Il primato della moda italiana in Europa è pesante. Le distanze con gli altri Paesi sono incolmabili, un po’ per merito del made in Italy, che si è saputo imporre ovunque, e un po’ per le scelte di altri Paesi, che hanno indebolito l’industria manifatturiera per lasciare spazio all’hi-tech, nella convinzione di prepararsi al futuro. Nella grande casa tessile italiana sono sempre più evidenti le crepe causate dai costi, dalla concorrenza e dall’impossibilità di sopperire con qualità e design alle carenze competitive.
Il primo posto nella classifica del tessile europeo è il frutto del lavoro di un alveare di imprese: sono più di metà delle aziende del settore nell’Unione europea.
Scorrendo i dati forniti da Euratex, si nota che qualcuno ha smantellato quasi completamente la propria industria tessile, come il Regno Unito, dove in dieci anni le imprese si sono dimezzate (oggi sono 2.304). La Francia ha spostato parte della produzione dall’altro lato del Mediterraneo e ha visto diminuire le imprese
anno dopo anno: sono appena 1.838, ma ognuna ha quattro volte il numero di addetti di un’azienda italiana.
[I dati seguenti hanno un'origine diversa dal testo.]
//! L4 SNI passthrough proxy.
//!
//! This module provides:
//! - TCP listener management
//! - SNI extraction from the TLS ClientHello
//! - Upstream resolution through an injected resolver
//! - PROXY protocol v1 injection
//! - Bidirectional connection pumping
//!
//! ## Architecture
//!
//! ```text
//! Client -> Listener -> SniProxy -> ClientHello sniffer -> Resolver -> Upstream
//!                                                                         |
//!                                        PROXY v1 header + replayed ClientHello
//! ```
//!
//! ## Usage
//!
//! ```ignore
//! use proxy::{Listener, ListenerConfig, Route, RouteTable};
//!
//! let routes = Arc::new(RouteTable::from_routes(vec![
//!     Route::new("example.com", "10.0.0.2:443"),
//! ]));
//!
//! let config = ListenerConfig::new("[::]:443".parse()?);
//! let listener = Arc::new(Listener::bind(config, routes).await?);
//! listener.run().await?;
//! ```

mod error;
mod listener;
mod proxy_protocol;
mod pump;
mod resolver;
mod router;
mod session;
mod sni;

pub use error::ProxyError;
pub use listener::{Listener, ListenerConfig, ListenerStats, DEFAULT_MAX_CONNECTIONS};
pub use proxy_protocol::{
    encode as encode_proxy_header, parse_proxy_v1, split_host_port, AddressFamily,
    ProxyHeaderError, ProxyHeaderV1, PROXY_V1_MAX_LEN,
};
pub use pump::{ConnectionPump, Direction, PumpStats, COPY_BUFFER_SIZE};
pub use resolver::{SharedResolver, UpstreamResolver};
pub use router::{Route, RouteParseError, RouteTable, SharedRouteTable};
pub use session::{
    DropReason, SessionConfig, SessionOutcome, SessionState, SniProxy, DEFAULT_DIAL_TIMEOUT,
    DEFAULT_READ_SIZE, DEFAULT_READ_TIMEOUT,
};
pub use sni::{extract_server_name, parse_client_hello, SniResult};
Del resto, il tessile richiede più investimenti produttivi e filati e tessuti si possono facilmente comprare altrove per poi realizzare vestiti a casa propria. L’Italia è rimasta ferma. Un immobilismo che si traduce in un lungo passo indietro quando si confronta la capacità competitiva. Il fatturato complessivo del settore nel 2000 era di 28,3 miliardi di euro, praticamente identico a quello del 1990. La cifra che vale quasi il 28% dei 102 miliardi di euro di ricavi dell’Unione europea, ma il primato crolla quando si parla di fatturato per addetto: in Italia è cresciuto di appena 1.800 euro in dieci anni, arrivando a 70.796 euro.